**Requirement:** Show every line of the records below that contains the word "Database".

══════

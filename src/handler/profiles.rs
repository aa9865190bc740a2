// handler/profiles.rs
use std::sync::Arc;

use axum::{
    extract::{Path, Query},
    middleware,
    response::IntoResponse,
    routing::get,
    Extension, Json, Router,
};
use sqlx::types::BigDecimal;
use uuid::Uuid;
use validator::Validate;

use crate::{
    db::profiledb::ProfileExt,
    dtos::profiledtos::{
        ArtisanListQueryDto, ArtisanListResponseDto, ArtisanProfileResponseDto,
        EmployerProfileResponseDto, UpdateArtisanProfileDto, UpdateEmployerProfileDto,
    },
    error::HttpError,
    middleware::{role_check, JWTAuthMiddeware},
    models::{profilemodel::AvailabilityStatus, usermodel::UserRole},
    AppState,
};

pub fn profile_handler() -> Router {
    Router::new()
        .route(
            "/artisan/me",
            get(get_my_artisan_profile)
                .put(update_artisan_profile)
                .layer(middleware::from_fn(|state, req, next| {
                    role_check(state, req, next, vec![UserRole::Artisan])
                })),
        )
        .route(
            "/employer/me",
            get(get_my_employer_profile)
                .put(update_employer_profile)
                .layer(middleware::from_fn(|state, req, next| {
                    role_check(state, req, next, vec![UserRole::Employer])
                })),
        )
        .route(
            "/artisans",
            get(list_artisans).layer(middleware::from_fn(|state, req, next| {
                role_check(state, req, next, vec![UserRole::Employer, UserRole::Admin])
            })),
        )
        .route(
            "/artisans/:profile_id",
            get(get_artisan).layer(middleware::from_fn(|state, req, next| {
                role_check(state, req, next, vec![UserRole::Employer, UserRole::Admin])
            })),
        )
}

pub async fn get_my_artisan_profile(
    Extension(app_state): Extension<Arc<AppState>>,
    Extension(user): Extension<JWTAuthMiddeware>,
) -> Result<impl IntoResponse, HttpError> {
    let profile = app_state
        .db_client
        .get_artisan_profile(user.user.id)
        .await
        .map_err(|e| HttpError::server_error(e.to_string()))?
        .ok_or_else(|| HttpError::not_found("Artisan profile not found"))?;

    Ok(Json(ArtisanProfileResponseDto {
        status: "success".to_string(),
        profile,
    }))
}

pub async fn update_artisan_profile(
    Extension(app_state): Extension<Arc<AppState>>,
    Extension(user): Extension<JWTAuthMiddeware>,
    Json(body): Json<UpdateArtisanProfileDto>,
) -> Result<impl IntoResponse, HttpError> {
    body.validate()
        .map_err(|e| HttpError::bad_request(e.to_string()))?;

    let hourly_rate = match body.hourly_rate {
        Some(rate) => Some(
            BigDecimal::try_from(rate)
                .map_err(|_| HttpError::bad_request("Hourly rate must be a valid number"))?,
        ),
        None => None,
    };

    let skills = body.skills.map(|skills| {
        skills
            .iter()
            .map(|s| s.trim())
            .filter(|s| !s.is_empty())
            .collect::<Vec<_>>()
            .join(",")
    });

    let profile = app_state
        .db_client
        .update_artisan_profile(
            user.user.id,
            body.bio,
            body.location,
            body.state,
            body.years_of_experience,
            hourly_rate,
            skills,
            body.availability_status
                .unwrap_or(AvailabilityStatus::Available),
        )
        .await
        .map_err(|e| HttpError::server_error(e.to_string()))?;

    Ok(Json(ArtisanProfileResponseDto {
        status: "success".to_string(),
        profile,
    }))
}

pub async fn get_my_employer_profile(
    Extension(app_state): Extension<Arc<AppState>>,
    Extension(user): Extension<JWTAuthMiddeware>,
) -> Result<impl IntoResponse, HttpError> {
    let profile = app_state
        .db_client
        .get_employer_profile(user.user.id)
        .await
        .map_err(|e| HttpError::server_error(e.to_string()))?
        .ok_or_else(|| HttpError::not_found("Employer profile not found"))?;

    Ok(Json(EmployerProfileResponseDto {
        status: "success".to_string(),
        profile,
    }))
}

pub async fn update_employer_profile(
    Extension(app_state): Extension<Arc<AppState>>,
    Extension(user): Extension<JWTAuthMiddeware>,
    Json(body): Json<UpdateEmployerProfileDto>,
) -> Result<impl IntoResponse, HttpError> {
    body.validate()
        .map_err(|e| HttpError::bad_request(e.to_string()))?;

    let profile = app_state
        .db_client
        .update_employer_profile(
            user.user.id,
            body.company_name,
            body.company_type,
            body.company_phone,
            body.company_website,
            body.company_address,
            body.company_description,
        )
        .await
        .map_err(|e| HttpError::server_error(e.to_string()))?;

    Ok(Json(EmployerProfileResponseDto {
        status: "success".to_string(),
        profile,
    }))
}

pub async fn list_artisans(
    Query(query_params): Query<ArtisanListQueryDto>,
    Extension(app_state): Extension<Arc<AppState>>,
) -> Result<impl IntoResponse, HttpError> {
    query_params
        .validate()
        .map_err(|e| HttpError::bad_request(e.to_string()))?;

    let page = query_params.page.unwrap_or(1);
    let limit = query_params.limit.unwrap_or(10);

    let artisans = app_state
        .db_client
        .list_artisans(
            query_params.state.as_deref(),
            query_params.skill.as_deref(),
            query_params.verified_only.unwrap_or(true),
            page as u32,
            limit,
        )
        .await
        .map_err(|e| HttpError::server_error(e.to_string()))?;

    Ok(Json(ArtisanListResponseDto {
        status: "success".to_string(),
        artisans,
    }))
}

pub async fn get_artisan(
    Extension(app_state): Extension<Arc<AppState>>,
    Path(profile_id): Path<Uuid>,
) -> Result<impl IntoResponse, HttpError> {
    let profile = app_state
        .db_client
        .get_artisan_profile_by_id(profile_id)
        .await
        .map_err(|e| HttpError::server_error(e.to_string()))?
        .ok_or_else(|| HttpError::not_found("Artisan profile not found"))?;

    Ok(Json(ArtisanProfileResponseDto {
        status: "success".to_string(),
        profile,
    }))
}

══════

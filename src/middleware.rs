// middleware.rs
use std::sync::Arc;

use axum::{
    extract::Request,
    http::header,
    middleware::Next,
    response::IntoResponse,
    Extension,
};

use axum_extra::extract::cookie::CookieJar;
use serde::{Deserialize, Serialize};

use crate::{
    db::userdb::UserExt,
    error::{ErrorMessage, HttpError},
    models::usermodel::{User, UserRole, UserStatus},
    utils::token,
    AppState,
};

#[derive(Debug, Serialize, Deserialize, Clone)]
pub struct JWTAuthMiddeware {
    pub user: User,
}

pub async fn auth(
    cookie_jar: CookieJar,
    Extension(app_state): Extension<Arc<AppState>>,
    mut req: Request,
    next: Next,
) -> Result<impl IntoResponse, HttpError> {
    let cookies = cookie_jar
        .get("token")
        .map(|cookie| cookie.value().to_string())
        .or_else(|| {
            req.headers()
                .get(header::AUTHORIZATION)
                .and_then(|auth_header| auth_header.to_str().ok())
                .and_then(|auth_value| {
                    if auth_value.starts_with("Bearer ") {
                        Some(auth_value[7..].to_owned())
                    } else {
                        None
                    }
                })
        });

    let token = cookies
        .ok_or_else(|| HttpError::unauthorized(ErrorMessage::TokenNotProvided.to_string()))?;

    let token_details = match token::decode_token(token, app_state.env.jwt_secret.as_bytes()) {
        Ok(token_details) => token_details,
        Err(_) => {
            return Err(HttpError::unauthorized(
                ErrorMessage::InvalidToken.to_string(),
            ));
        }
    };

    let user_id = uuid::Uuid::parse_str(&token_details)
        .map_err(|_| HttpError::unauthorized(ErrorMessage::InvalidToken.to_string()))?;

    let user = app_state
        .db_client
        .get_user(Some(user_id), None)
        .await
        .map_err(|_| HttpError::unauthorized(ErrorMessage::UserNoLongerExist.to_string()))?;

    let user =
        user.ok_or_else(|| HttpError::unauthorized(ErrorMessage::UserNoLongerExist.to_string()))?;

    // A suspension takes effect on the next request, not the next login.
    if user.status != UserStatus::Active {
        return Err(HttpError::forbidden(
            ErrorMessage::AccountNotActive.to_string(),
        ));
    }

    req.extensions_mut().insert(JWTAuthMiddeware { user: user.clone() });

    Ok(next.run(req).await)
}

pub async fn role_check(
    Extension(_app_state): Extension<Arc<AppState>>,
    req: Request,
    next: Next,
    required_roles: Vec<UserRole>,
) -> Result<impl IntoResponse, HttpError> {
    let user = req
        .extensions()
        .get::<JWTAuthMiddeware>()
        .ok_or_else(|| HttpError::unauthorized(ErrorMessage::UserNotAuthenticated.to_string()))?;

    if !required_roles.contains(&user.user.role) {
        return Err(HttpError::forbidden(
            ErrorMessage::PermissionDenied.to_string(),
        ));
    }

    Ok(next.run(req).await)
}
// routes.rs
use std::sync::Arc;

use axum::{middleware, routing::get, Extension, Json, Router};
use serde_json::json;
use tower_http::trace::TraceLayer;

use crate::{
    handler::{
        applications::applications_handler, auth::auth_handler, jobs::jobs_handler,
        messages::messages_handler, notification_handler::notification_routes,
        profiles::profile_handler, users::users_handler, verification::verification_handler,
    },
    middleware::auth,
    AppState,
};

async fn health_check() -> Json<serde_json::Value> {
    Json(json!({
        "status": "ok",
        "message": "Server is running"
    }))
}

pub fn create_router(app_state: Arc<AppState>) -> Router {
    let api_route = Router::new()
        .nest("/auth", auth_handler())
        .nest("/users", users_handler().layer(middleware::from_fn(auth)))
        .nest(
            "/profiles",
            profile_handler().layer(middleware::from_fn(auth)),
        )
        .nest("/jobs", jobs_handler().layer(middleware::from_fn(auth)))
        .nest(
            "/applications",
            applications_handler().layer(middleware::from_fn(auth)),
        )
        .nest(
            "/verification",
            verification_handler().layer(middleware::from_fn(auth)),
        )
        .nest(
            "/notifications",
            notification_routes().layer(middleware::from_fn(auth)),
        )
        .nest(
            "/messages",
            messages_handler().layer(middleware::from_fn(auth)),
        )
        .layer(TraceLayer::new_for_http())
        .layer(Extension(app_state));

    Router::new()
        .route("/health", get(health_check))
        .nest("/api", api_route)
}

══════

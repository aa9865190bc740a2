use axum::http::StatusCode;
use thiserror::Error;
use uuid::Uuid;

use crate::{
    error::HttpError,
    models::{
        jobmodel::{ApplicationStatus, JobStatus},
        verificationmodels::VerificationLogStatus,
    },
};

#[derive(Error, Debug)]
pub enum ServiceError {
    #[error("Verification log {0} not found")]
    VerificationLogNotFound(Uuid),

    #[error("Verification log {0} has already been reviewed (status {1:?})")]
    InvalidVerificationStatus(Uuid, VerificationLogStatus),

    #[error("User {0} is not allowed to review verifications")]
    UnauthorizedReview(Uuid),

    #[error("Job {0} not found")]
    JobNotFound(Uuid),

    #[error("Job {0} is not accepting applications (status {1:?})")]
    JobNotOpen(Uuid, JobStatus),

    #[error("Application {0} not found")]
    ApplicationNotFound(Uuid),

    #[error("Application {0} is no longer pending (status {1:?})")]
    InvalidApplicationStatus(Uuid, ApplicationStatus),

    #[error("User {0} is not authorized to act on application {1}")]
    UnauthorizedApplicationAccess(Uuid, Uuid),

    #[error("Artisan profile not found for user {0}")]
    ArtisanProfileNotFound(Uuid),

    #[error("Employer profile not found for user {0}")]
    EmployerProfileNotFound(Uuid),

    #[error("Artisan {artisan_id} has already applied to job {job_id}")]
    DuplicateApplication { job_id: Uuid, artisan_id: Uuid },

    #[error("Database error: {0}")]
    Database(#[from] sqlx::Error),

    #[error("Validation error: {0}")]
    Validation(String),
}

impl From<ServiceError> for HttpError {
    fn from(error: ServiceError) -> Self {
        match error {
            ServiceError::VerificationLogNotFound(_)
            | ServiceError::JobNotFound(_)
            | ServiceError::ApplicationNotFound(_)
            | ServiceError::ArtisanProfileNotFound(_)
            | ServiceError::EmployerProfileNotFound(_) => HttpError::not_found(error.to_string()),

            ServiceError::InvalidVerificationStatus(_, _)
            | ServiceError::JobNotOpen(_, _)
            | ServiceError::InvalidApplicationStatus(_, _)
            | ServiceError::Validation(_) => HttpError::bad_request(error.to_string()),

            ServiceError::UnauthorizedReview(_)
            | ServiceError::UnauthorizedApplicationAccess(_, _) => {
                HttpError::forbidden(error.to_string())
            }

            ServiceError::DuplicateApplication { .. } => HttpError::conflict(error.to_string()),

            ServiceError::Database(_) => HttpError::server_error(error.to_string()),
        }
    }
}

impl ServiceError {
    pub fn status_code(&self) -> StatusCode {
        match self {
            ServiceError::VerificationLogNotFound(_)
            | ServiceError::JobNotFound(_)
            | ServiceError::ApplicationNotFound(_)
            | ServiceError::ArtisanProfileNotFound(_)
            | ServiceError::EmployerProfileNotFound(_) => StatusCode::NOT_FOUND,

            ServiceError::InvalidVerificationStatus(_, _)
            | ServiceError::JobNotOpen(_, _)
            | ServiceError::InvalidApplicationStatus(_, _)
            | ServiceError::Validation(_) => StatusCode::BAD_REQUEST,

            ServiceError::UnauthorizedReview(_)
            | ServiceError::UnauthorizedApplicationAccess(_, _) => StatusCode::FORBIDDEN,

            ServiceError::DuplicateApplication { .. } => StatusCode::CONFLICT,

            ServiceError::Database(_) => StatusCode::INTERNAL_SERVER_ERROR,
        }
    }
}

══════

**Solution for this task:**
    #[error("Database error: {0}")]
    Database(#[from] sqlx::Error),
            ServiceError::Database(_) => HttpError::server_error(error.to_string()),
            ServiceError::Database(_) => StatusCode::INTERNAL_SERVER_ERROR,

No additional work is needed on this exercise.